Contudo, no prosseguimento do raciocínio de Evans, a alucinação é
imediatamente assimilada a um exemplo tipicamente ilustrador daquela teoria clássica
da percepção:
Pela mesma razão, parecerá correto, a uma pessoa que vê um graveto meio
imerso n’água, dizer que realmente está confrontando algo torto.28
Poder-se-ia dizer de Evans o mesmo que Lacan disse pretendendo combater, em 1936, a
teoria clínica nomeada de “psicologia associacionista”: “assimilando o fenômeno da
alucinação à ordem sensorial, a psicologia associacionista tão só reproduz o alcance
absolutamente mítico que a tradição filosófica conferia a esse fenômeno, na questão
escolar sobre o erro dos sentidos”29.
É curioso descobrir que tal concepção é idêntica à definição do fenômeno
alucinatório para a medicina psiquiátrica do século
XIX.
Jean Étienne Dominique
Esquirol, em 1838, definiu a alucinação como uma “sensação atualmente percebida,
enquanto que nenhum objeto próprio a excitar esta sensação está ao alcance dos
sentidos”, e em 1864, Jean-Pierre Falret cunha a frase que deveio clássica: a alucinação
é uma “percepção sem objeto”30. O problema dessas definições é criarem a ficção de um
sujeito alucinado separável de sua própria alucinação, como se esta fosse um instante
breve de insanidade, falha da razão, ou desrazão, o que é profundamente insatisfatório
do ponto de vista do tratamento de uma psicose.
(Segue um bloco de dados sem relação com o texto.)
//! The executable definition produced by [`crate::transform`].
//!
//! The tree is immutable once built. Function bodies are behind [`Arc`] so an
//! evaluator can capture them in closures without copying the tree.

use std::sync::Arc;

use crate::error::Position;

// ─── Definition ──────────────────────────────────────────────────────────────

/// The authoring shape the source arrived in. All shapes normalise to the
/// same [`Definition`]; the shape is kept for diagnostics only.
#[derive(Debug, Clone, Copy, PartialEq, Eq)]
pub enum SourceShape {
  /// `function GeneratedUI() { … }`
  Function,
  /// `export default function …` or `export default Name;`
  DefaultExport,
  /// `const GeneratedUI = () => …`
  Arrow,
}

/// A compiled UI description: module-level items plus the name of the
/// component to call.
#[derive(Debug, Clone, PartialEq)]
pub struct Definition {
  /// The module-scope binding holding the component function.
  pub entry:   String,
  pub items:   Vec<Item>,
  pub imports: Vec<Import>,
  pub shape:   SourceShape,
}

/// An `import` declaration. Imports are recorded, never executed.
#[derive(Debug, Clone, PartialEq, Eq)]
pub struct Import {
  pub module: String,
  /// Local names introduced by the import.
  pub names:  Vec<String>,
}

/// A module-level item.
#[derive(Debug, Clone, PartialEq)]
pub enum Item {
  /// A function declaration. Bound under its name (or `default`) before any
  /// declaration is evaluated.
  Function { name: String, function: Arc<Function> },
  Declare(Declaration),
}

// ─── Functions and statements ────────────────────────────────────────────────

#[derive(Debug, Clone, PartialEq)]
pub struct Function {
  pub name:   Option<String>,
  pub params: Vec<Pattern>,
  pub body:   Body,
}

#[derive(Debug, Clone, PartialEq)]
pub enum Body {
  Block(Vec<Stmt>),
  /// Concise arrow body: `x => x + 1`.
  Expr(Expr),
}

#[derive(Debug, Clone, Copy, PartialEq, Eq)]
pub enum DeclKind {
  Const,
  Let,
}

#[derive(Debug, Clone, PartialEq)]
pub struct Declaration {
  pub kind:    DeclKind,
  pub pattern: Pattern,
  pub init:    Option<Expr>,
}

#[derive(Debug, Clone, PartialEq)]
pub enum Stmt {
  Declare(Declaration),
  Function { name: String, function: Arc<Function> },
  Return(Option<Expr>),
  If {
    test:      Expr,
    then:      Vec<Stmt>,
    otherwise: Option<Vec<Stmt>>,
  },
  Expr(Expr),
}

/// A binding target.
#[derive(Debug, Clone, PartialEq)]
pub enum Pattern {
  Ident(String),
  /// `[a, , b]`: `None` is a hole.
  Array(Vec<Option<Pattern>>),
  /// `{ a, b: c }`
  Object(Vec<PropPattern>),
  /// `pattern = fallback`
  Default(Box<Pattern>, Expr),
}

#[derive(Debug, Clone, PartialEq)]
pub struct PropPattern {
  pub key:   String,
  pub value: Pattern,
}

impl Pattern {
  /// Every name this pattern binds, in source order.
  pub fn bound_names(&self) -> Vec<&str> {
    let mut names = Vec::new();
    self.collect_names(&mut names);
    names
  }

  fn collect_names<'a>(&'a self, out: &mut Vec<&'a str>) {
    match self {
      Self::Ident(name) => out.push(name),
      Self::Array(items) => {
        for item in items.iter().flatten() {
          item.collect_names(out);
        }
      }
      Self::Object(props) => {
        for prop in props {
          prop.value.collect_names(out);
        }
      }
      Self::Default(inner, _) => inner.collect_names(out),
    }
  }
}

// ─── Expressions ─────────────────────────────────────────────────────────────

#[derive(Debug, Clone, PartialEq)]
pub enum Literal {
  Null,
  Undefined,
  Bool(bool),
  Number(f64),
  String(String),
}

#[derive(Debug, Clone, PartialEq)]
pub enum TemplatePart {
  Text(String),
  Expr(Expr),
}

/// An array element or call argument.
#[derive(Debug, Clone, PartialEq)]
pub enum Arg {
  Expr(Expr),
  Spread(Expr),
}

#[derive(Debug, Clone, PartialEq)]
pub enum Property {
  KeyValue(String, Expr),
  Spread(Expr),
}

#[derive(Debug, Clone, Copy, PartialEq, Eq)]
pub enum UnaryOp {
  Not,
  Neg,
  Plus,
  TypeOf,
}

#[derive(Debug, Clone, Copy, PartialEq, Eq)]
pub enum BinaryOp {
  Add,
  Sub,
  Mul,
  Div,
  Rem,
  Eq,
  NotEq,
  StrictEq,
  StrictNotEq,
  Lt,
  Gt,
  LtEq,
  GtEq,
}

#[derive(Debug, Clone, Copy, PartialEq, Eq)]
pub enum LogicalOp {
  And,
  Or,
  Nullish,
}

#[derive(Debug, Clone, PartialEq)]
pub enum Expr {
  Literal(Literal),
  Ident(String),
  Template(Vec<TemplatePart>),
  Array(Vec<Arg>),
  Object(Vec<Property>),
  Member {
    object:   Box<Expr>,
    property: String,
    optional: bool,
  },
  Index {
    object:   Box<Expr>,
    index:    Box<Expr>,
    optional: bool,
  },
  Call {
    callee:   Box<Expr>,
    args:     Vec<Arg>,
    optional: bool,
  },
  Unary {
    op:      UnaryOp,
    operand: Box<Expr>,
  },
  Binary {
    op:  BinaryOp,
    lhs: Box<Expr>,
    rhs: Box<Expr>,
  },
  Logical {
    op:  LogicalOp,
    lhs: Box<Expr>,
    rhs: Box<Expr>,
  },
  Conditional {
    test:       Box<Expr>,
    consequent: Box<Expr>,
    alternate:  Box<Expr>,
  },
  Function(Arc<Function>),
  Jsx(Box<JsxElement>),
}

// ─── JSX ─────────────────────────────────────────────────────────────────────

#[derive(Debug, Clone, PartialEq, Eq)]
pub enum JsxTag {
  /// `<>…</>`
  Fragment,
  /// A lowercase tag such as `div`.
  Host(String),
  /// A capitalised or dotted tag such as `Card` or `React.Fragment`.
  Component(Vec<String>),
}

impl JsxTag {
  pub fn display_name(&self) -> String {
    match self {
      Self::Fragment => String::new(),
      Self::Host(name) => name.clone(),
      Self::Component(path) => path.join("."),
    }
  }
}

#[derive(Debug, Clone, PartialEq)]
pub struct JsxElement {
  pub tag:        JsxTag,
  pub attributes: Vec<JsxAttribute>,
  pub children:   Vec<JsxChild>,
  pub at:         Position,
}

#[derive(Debug, Clone, PartialEq)]
pub enum JsxAttribute {
  Named { name: String, value: JsxAttrValue },
  Spread(Expr),
}

#[derive(Debug, Clone, PartialEq)]
pub enum JsxAttrValue {
  /// `<Button disabled />`
  Implicit,
  Text(String),
  Expr(Expr),
}

#[derive(Debug, Clone, PartialEq)]
pub enum JsxChild {
  Text(String),
  Expr(Expr),
  Element(JsxElement),
}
Evans, naturalmente, no único
momento em que esboça uma preocupação terapêutica com o sujeito alucinado, só
consegue sugerir como tratamento uma correção da sentença proferida pelo alucinado,
em favor de sua adequação com a situação referencial:
quando a intenção é direcionar a atenção dos pensamentos do audiente para
alguma coisa de que o falante acha que também ele tem informação, nada
além do objeto de que deriva a informação pode ser o referente desse uso do
termo. Assim, se o falante está alucinando e profere uma sentença contendo
um demonstrativo, “Este homem está prestes a nos atacar”, na crença de que
sua audiência possa perceber a mesma pessoa, o demonstrativo está sem
referente: a coisa certa a ser dita é: “Acalme-se: aquele homem não existe” –
mesmo que, por acaso, aconteça de haver algum homem na direção geral
indicada pelo falante. 31
28
(EVANS: 1982, p. 200).
“Au-délà du ‘principe de réalité’” (Lacan, 1966, p. 77).
30
Extraídas do ótimo texto de Frédéric Pellion (2005, pp. 283-299), “Six notes à propos de
l'hallucination verbale selon Jacques Lacan: un cas du dialogue psychanalyse/psychiatrie”.
31
(EVANS: 1982, p. 323).
29
Redescrições - Revista online do GT de Pragmatismo, ano V, nº 3, 2014 [p. 77 a 89]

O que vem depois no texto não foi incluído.